BEGIN INPUT DATA

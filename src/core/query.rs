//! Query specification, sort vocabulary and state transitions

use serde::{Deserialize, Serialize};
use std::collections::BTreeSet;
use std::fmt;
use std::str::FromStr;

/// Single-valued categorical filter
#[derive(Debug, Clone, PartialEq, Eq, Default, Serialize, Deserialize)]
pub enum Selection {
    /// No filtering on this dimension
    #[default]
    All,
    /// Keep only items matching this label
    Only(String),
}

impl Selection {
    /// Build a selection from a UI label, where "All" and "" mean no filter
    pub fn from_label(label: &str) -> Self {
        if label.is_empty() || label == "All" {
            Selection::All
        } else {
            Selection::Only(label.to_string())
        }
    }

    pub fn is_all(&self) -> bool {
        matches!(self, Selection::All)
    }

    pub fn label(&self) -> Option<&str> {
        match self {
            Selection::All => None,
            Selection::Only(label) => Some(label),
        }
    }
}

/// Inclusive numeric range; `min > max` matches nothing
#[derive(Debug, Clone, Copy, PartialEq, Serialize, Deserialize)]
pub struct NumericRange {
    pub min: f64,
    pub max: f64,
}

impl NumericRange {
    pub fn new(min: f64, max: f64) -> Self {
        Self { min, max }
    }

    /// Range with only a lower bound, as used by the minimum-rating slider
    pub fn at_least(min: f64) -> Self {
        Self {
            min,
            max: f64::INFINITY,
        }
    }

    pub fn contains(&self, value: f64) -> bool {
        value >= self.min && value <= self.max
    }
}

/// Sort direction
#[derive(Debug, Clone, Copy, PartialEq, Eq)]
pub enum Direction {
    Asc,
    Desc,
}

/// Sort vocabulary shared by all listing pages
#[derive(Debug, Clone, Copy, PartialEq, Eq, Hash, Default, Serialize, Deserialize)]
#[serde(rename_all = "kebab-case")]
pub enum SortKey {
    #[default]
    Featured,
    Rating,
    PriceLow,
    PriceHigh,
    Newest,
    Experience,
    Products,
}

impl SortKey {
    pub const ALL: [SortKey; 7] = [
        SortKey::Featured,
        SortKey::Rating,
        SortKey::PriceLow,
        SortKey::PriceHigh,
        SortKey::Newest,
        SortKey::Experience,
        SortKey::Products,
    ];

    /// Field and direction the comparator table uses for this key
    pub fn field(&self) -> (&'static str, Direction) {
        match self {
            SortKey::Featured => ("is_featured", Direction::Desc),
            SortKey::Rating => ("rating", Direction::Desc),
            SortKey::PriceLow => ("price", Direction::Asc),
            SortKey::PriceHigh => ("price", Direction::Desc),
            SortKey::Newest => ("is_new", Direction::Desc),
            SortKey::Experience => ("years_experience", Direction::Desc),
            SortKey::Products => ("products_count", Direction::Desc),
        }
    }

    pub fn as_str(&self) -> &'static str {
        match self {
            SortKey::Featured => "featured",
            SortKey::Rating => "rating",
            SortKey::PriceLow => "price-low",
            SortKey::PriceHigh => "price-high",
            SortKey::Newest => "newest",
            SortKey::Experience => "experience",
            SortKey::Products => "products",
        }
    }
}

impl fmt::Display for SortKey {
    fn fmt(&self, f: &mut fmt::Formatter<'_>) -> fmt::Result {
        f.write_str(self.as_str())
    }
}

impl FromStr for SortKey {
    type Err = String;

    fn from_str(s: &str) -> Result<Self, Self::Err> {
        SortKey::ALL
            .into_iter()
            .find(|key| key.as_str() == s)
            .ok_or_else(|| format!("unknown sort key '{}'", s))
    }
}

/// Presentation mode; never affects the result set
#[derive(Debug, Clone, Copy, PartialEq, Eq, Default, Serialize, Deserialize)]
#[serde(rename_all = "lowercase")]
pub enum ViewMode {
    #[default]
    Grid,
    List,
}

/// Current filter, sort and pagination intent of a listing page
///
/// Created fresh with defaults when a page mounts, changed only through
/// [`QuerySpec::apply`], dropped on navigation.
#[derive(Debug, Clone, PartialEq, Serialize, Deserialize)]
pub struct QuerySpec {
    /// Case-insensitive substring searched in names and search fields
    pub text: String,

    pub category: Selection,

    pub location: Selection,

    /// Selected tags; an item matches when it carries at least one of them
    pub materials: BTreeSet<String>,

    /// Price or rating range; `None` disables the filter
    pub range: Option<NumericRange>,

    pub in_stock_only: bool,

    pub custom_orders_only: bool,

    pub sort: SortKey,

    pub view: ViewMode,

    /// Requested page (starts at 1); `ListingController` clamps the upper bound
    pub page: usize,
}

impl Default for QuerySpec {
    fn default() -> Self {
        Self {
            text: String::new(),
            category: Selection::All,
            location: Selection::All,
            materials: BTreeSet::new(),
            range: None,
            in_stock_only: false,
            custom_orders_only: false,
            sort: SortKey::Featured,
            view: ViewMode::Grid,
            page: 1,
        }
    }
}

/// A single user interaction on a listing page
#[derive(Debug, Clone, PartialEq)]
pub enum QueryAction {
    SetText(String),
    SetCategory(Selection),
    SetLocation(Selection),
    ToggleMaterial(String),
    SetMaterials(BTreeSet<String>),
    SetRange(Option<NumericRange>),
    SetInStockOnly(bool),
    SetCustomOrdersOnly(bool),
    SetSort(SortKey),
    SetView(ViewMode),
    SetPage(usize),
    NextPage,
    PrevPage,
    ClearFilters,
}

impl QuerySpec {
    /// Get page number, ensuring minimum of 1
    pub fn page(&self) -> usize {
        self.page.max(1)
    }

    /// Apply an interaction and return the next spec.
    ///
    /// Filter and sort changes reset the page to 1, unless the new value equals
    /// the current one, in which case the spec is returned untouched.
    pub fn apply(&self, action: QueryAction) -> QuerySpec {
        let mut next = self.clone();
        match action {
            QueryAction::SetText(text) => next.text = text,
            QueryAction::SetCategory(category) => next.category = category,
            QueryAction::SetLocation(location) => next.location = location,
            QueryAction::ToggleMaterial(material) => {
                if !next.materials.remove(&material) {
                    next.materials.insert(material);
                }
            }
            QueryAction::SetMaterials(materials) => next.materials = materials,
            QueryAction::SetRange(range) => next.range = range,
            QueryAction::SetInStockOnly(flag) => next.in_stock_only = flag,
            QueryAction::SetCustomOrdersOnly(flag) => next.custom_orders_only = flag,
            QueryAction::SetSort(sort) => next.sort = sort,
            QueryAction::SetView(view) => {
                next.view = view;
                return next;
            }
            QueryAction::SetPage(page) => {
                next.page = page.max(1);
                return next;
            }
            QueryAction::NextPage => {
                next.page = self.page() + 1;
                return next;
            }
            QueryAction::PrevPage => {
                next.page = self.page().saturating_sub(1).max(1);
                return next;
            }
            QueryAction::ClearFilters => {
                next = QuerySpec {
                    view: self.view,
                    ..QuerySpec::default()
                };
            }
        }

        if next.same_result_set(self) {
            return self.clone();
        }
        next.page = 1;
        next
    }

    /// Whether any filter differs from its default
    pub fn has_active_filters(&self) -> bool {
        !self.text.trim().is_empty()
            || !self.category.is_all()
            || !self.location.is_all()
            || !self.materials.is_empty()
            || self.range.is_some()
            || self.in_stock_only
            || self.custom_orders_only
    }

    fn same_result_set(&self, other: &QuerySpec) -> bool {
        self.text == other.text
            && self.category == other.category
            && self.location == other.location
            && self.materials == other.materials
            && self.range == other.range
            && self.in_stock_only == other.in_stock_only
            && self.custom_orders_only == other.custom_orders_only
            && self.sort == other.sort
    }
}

END INPUT DATA
BEGIN INPUT DATA

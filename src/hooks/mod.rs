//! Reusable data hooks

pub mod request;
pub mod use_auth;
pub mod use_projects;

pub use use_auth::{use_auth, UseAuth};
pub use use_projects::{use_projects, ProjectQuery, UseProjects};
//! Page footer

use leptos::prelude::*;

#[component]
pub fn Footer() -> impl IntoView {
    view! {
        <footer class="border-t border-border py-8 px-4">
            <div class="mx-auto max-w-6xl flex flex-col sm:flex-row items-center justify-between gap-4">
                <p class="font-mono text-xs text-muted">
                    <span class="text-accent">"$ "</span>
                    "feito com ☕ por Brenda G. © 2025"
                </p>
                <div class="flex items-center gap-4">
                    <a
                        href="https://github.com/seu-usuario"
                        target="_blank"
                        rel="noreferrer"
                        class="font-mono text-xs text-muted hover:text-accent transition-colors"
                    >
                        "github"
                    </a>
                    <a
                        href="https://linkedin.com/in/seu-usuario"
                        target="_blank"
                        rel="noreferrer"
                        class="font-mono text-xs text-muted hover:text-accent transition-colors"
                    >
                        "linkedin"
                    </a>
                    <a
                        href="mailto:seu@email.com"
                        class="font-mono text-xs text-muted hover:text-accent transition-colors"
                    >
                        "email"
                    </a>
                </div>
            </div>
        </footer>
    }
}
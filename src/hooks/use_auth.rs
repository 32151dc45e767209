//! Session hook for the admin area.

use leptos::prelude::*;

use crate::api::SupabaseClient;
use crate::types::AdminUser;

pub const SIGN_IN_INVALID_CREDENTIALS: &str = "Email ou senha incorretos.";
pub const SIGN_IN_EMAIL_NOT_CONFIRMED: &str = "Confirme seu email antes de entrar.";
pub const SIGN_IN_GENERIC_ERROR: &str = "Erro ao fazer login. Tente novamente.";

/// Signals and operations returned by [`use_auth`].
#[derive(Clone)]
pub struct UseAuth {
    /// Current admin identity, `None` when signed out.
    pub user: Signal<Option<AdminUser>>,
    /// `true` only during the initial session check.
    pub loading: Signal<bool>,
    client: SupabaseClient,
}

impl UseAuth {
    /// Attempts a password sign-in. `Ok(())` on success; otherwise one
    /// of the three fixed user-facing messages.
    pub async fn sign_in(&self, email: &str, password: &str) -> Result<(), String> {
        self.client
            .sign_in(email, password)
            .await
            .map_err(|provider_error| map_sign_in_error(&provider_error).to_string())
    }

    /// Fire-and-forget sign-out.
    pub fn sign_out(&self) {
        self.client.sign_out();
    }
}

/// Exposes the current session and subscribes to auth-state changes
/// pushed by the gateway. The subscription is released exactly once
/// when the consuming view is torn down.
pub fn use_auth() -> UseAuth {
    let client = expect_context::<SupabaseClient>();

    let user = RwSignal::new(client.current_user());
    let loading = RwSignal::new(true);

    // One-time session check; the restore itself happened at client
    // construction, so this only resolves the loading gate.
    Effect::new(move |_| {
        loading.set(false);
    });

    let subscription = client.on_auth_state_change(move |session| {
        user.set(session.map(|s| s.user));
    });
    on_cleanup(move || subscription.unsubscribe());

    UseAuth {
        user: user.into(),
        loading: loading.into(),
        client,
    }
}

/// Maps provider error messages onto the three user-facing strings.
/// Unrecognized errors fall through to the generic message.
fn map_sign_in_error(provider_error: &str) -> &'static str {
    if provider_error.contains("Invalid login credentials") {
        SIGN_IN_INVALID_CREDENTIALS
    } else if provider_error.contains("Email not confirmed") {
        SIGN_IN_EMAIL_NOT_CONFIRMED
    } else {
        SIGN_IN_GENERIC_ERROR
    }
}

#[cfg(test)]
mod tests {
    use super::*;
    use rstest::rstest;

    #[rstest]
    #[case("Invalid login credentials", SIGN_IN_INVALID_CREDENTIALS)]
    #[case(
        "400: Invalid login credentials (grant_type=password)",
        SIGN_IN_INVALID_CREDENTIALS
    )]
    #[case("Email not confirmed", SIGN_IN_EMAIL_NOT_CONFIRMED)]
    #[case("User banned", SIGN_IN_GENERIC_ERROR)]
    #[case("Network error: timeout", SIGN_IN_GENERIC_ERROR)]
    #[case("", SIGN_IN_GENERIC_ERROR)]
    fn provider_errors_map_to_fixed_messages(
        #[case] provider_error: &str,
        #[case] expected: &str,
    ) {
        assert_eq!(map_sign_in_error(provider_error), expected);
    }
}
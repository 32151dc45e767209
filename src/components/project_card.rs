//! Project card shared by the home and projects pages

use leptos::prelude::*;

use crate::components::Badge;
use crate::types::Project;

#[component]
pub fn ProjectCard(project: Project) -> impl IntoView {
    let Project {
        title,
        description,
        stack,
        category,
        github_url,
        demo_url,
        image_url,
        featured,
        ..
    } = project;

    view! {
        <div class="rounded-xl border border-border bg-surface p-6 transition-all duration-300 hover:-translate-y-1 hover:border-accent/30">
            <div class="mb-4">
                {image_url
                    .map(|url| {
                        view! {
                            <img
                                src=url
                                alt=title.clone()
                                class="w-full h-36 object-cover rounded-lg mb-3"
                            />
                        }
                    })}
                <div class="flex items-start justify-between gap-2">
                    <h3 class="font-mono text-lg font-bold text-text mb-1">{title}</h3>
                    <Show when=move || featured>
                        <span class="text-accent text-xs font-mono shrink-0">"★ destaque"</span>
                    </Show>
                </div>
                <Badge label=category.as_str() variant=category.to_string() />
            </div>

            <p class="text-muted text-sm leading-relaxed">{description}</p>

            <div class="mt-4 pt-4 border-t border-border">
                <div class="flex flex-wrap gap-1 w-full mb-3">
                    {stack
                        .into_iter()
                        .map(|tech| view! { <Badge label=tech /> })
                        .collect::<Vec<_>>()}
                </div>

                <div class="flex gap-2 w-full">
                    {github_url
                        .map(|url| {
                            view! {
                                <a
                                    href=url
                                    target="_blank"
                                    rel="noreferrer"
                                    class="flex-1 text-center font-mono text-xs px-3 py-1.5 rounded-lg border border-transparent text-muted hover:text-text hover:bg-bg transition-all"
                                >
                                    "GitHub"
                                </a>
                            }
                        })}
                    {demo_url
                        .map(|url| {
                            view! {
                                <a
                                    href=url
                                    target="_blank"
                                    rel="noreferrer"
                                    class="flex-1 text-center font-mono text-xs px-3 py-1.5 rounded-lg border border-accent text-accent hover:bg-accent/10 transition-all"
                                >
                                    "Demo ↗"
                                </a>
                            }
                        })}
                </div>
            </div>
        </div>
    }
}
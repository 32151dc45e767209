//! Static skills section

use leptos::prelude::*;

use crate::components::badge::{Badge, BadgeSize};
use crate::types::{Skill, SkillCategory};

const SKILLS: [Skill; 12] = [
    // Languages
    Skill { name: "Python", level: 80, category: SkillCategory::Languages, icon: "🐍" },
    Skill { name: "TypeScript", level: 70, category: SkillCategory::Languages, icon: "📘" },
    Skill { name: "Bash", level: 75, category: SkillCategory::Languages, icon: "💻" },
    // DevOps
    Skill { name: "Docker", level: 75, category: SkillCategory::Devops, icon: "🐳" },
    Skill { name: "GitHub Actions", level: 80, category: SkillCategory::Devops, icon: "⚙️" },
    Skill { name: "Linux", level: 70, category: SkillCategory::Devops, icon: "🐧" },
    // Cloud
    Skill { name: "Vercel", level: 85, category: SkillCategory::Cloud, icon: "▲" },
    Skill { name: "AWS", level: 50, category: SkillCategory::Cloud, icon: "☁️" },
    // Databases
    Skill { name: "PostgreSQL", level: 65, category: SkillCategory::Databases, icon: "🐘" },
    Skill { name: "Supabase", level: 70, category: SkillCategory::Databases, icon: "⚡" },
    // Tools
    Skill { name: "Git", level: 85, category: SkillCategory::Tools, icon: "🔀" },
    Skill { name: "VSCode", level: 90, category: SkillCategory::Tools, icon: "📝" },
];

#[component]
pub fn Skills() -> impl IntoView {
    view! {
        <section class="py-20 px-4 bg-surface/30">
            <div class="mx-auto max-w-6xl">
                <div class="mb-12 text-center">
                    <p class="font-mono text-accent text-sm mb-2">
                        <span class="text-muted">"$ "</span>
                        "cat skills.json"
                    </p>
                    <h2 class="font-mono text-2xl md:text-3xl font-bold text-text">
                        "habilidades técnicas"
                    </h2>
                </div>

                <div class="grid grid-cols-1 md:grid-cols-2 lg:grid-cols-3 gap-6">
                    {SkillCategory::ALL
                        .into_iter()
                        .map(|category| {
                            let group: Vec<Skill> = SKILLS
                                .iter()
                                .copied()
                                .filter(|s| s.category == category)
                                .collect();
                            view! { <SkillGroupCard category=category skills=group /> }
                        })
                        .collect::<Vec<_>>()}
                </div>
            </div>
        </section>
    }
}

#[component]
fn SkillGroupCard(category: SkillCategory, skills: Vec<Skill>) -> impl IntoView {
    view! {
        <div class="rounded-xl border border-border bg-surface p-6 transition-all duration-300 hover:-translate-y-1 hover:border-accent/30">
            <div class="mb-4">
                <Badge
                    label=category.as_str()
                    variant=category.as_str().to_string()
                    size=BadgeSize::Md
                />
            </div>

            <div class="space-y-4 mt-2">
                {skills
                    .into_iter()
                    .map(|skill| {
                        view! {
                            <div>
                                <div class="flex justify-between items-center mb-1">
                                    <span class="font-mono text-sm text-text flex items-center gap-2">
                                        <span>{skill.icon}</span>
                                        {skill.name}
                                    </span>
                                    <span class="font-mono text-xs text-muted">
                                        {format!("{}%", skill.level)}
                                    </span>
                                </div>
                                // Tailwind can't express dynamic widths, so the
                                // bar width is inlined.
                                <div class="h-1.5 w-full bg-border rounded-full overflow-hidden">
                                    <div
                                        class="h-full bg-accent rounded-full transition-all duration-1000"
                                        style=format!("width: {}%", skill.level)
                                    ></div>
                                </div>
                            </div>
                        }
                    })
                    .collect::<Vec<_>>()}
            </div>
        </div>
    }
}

END INPUT DATA

→ **HOW TO COMPLETE THIS TASK**: Wherever the string "Languages" appears in the entries, copy that line.

→ **SOLUTION**:
    // Languages
    Skill { name: "Python", level: 80, category: SkillCategory::Languages, icon: "🐍" },
    Skill { name: "TypeScript", level: 70, category: SkillCategory::Languages, icon: "📘" },
    Skill { name: "Bash", level: 75, category: SkillCategory::Languages, icon: "💻" },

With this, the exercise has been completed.